«Dans la mentalité des gens, le psoriasis est une maladie banale, si bien que même certains médecins ne prennent pas au sérieux leurs patients qui en sont atteints», déplore le dermatologue Yves Poulin qui, à Québec, soigne de 2 000 à 3 000 personnes atteintes, celles-ci comptant pour 80% de sa clientèle.
Certains pensent que ce n’est qu’une maladie de peau ou encore un problème psychologique. «Ce qui est faux, assure le Dr Poulin.

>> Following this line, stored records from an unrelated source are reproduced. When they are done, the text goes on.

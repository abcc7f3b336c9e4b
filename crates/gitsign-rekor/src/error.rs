//! Error types for Rekor operations

use thiserror::Error;

/// Errors that can occur while talking to Rekor
#[derive(Error, Debug)]
pub enum Error {
    /// Transport-level HTTP failure
    #[error("HTTP error: {0}")]
    Http(String),

    /// Rekor rejected the request or returned something unusable
    #[error("API error: {0}")]
    Api(String),

    /// Invalid Rekor URL
    #[error("invalid URL: {0}")]
    Url(#[from] url::ParseError),
}

/// Result type for Rekor operations
pub type Result<T> = std::result::Result<T, Error>;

C’est une maladie beaucoup plus sérieuse, invalidante et dérangeante.» Il a reçu des lettres de conjoints et de conjointes qui trouvent très difficile de vivre avec quelqu’un qui veut se cacher tout le temps, qui refuse de sortir l’été et dont une partie de la peau s’effrite au point de laisser une espèce de farine dans les draps… Un important sondage, mené au printemps auprès de 1 300 Canadiens atteints d’une forme modérée à grave de psoriasis, révèle justement à quel point les patients souhaitent plus de soutien et d’information.
Manifestations
Le psoriasis frappe typiquement, mais pas exclusivement, à deux moments de la vie: autour de 28 ans et dans la cinquantaine. Cette maladie chronique cyclique survient, puis disparaît pour un moment plus ou moins long, et réapparaît sans crier gare. Les poussées durent des semaines, des mois, voire des années.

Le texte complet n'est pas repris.